** Opening SUPPLIED DATA block **

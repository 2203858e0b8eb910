//! Dataset
//!
//! Startup-time data: the joined [`IndicatorStore`], the [`CountryRegistry`],
//! the prepared GeoJSON feature collection and the asset resolver. Everything
//! here is read once and immutable afterwards; handlers share it through an
//! `Arc<Dataset>`.
//!
//! ## Sources
//!
//! - `hdi_info.csv`: indicators per country and year
//! - `regioes.csv`: ISO3 → UN region
//! - `world_population.csv`: population snapshots, capital, area
//! - `custom.geo.json`: country polygons

mod assets;
mod columns;
mod loader;
mod registry;
mod store;

#[cfg(test)]
pub(crate) mod fixtures;

pub use assets::AssetResolver;
pub use columns::{
    extract_year, Indicator, YearParseError, CARD_YEAR, LATEST_POPULATION_YEAR, POPULATION_YEARS,
};
pub use loader::{IndicatorRow, IndicatorTable, PopulationRow, SeriesColumns};
pub use registry::{prepare_features, CountryRegistry};
pub use store::{CountryRecord, IndicatorStore, WorldSummary};

use std::path::{Path, PathBuf};
use std::sync::Arc;

use geojson::FeatureCollection;
use thiserror::Error;

use crate::config::{AssetConfig, DataConfig};

/// Errors raised while loading the datasets
#[derive(Error, Debug)]
pub enum DataError {
    /// A source file could not be read
    #[error("Failed to read {path:?}: {source}")]
    Io {
        path: PathBuf,
        #[source]
        source: std::io::Error,
    },

    /// CSV syntax error
    #[error("CSV error: {0}")]
    Csv(#[from] csv::Error),

    /// GeoJSON could not be parsed
    #[error("GeoJSON error: {0}")]
    GeoJson(String),

    /// A required column is absent
    #[error("Missing column '{column}' in {table} table")]
    MissingColumn { table: &'static str, column: String },

    /// A yearly column label carries no usable year
    #[error("Invalid yearly column: {0}")]
    Year(#[from] YearParseError),

    /// A row lacks its key fields
    #[error("Malformed row at line {line} of {table} table: {reason}")]
    MalformedRow {
        table: &'static str,
        line: usize,
        reason: String,
    },

    /// The indicator table has no rows
    #[error("Indicator table is empty")]
    Empty,
}

/// Result type for dataset loading
pub type DataResult<T> = Result<T, DataError>;

/// Raw source contents, used when the data does not come from disk
#[derive(Debug, Clone, Copy)]
pub struct DataSources<'a> {
    pub indicators: &'a str,
    pub regions: &'a str,
    pub population: &'a str,
    pub geojson: &'a str,
}

/// Everything the dashboard reads at startup
#[derive(Debug, Clone)]
pub struct Dataset {
    pub store: IndicatorStore,
    pub registry: CountryRegistry,
    /// Prepared feature collection as JSON, shared by every map figure
    pub geojson: Arc<serde_json::Value>,
    pub assets: AssetResolver,
}

impl Dataset {
    /// Load all sources from the configured data directory.
    pub fn load(data: &DataConfig, assets: &AssetConfig) -> DataResult<Self> {
        let dir = Path::new(&data.data_dir);
        tracing::info!(data_dir = %dir.display(), "Loading datasets");

        let indicators = read_file(&dir.join(&data.indicators_file))?;
        let regions = read_file(&dir.join(&data.regions_file))?;
        let population = read_file(&dir.join(&data.population_file))?;
        let geojson = read_file(&dir.join(&data.geojson_file))?;

        Self::from_sources(
            DataSources {
                indicators: &indicators,
                regions: &regions,
                population: &population,
                geojson: &geojson,
            },
            assets,
        )
    }

    /// Build from in-memory sources.
    pub fn from_sources(sources: DataSources<'_>, assets: &AssetConfig) -> DataResult<Self> {
        let indicators = loader::read_indicators(sources.indicators.as_bytes())?;
        let regions = loader::read_regions(sources.regions.as_bytes())?;
        let population = loader::read_population(sources.population.as_bytes())?;

        let store = IndicatorStore::join(indicators, &regions, population);
        if store.is_empty() {
            return Err(DataError::Empty);
        }

        let mut features: FeatureCollection = serde_json::from_str(sources.geojson)
            .map_err(|e| DataError::GeoJson(e.to_string()))?;
        prepare_features(&mut features);

        let registry = CountryRegistry::build(&store, &features);
        let geojson =
            serde_json::to_value(&features).map_err(|e| DataError::GeoJson(e.to_string()))?;

        tracing::info!(
            countries = store.len(),
            features = features.features.len(),
            "Datasets loaded"
        );

        Ok(Self {
            store,
            registry,
            geojson: Arc::new(geojson),
            assets: AssetResolver::new(assets.clone()),
        })
    }

    /// Store countries with no polygon in the map, in source order
    pub fn unmapped_countries(&self) -> Vec<&CountryRecord> {
        self.store
            .iter()
            .filter(|record| !self.registry.has_feature(&record.iso3))
            .collect()
    }

    /// Look a country up by display name or ISO3 code
    pub fn find_country(&self, query: &str) -> Option<&CountryRecord> {
        let query = query.trim();
        self.store
            .by_name(query)
            .or_else(|| self.store.by_iso3(&query.to_uppercase()))
    }
}

fn read_file(path: &Path) -> DataResult<String> {
    std::fs::read_to_string(path).map_err(|source| DataError::Io {
        path: path.to_path_buf(),
        source,
    })
}

#[cfg(test)]
mod tests {
    use super::*;
    use tempfile::tempdir;

    #[test]
    fn test_from_sources() {
        let dataset = fixtures::dataset();
        assert_eq!(dataset.store.len(), 6);
        assert_eq!(dataset.registry.iso3_for_name("Chile"), Some("CHL"));
        assert!(dataset.geojson["features"].is_array());
    }

    #[test]
    fn test_unmapped_countries() {
        let dataset = fixtures::dataset();
        let unmapped: Vec<&str> = dataset
            .unmapped_countries()
            .iter()
            .map(|record| record.iso3.as_str())
            .collect();

        assert_eq!(unmapped, vec!["TUV"]);
        assert_eq!(dataset.registry.feature_count(), 7);
    }

    #[test]
    fn test_find_country_by_name_or_code() {
        let dataset = fixtures::dataset();

        assert_eq!(dataset.find_country("Norway").map(|r| r.iso3.as_str()), Some("NOR"));
        assert_eq!(dataset.find_country("nor").map(|r| r.name.as_str()), Some("Norway"));
        assert_eq!(dataset.find_country(" HKG ").map(|r| r.name.as_str()), Some("Hong Kong"));
        assert!(dataset.find_country("Atlantis").is_none());
        assert!(dataset.find_country("ATA").is_none());
    }

    #[test]
    fn test_prepared_geojson_carries_ids() {
        let dataset = fixtures::dataset();
        let ids: Vec<&str> = dataset.geojson["features"]
            .as_array()
            .unwrap()
            .iter()
            .filter_map(|f| f["id"].as_str())
            .collect();
        assert!(ids.contains(&"NOR"));
        assert!(ids.contains(&"BRA"));
    }

    #[test]
    fn test_load_from_directory() {
        let dir = tempdir().unwrap();
        fixtures::write_data_dir(dir.path());

        let config = DataConfig {
            data_dir: dir.path().to_string_lossy().to_string(),
            ..DataConfig::default()
        };
        let dataset = Dataset::load(&config, &AssetConfig::default()).unwrap();
        assert_eq!(dataset.store.len(), 6);
    }

    #[test]
    fn test_load_missing_file() {
        let dir = tempdir().unwrap();
        let config = DataConfig {
            data_dir: dir.path().to_string_lossy().to_string(),
            ..DataConfig::default()
        };
        let err = Dataset::load(&config, &AssetConfig::default()).unwrap_err();
        assert!(matches!(err, DataError::Io { .. }));
    }

    #[test]
    fn test_invalid_geojson() {
        let sources = DataSources {
            geojson: "{not geojson",
            ..fixtures::sources()
        };
        let err = Dataset::from_sources(sources, &AssetConfig::default()).unwrap_err();
        assert!(matches!(err, DataError::GeoJson(_)));
    }

    #[test]
    fn test_empty_indicator_table() {
        let header = fixtures::INDICATORS_CSV.lines().next().unwrap();
        let sources = DataSources {
            indicators: header,
            ..fixtures::sources()
        };
        let err = Dataset::from_sources(sources, &AssetConfig::default()).unwrap_err();
        assert!(matches!(err, DataError::Empty));
    }
}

** Closing SUPPLIED DATA block **

**BRIEF:**
List all lines above in which the string "contains" appears.

**TASK ANSWER:**
        assert!(ids.contains(&"NOR"));
        assert!(ids.contains(&"BRA"));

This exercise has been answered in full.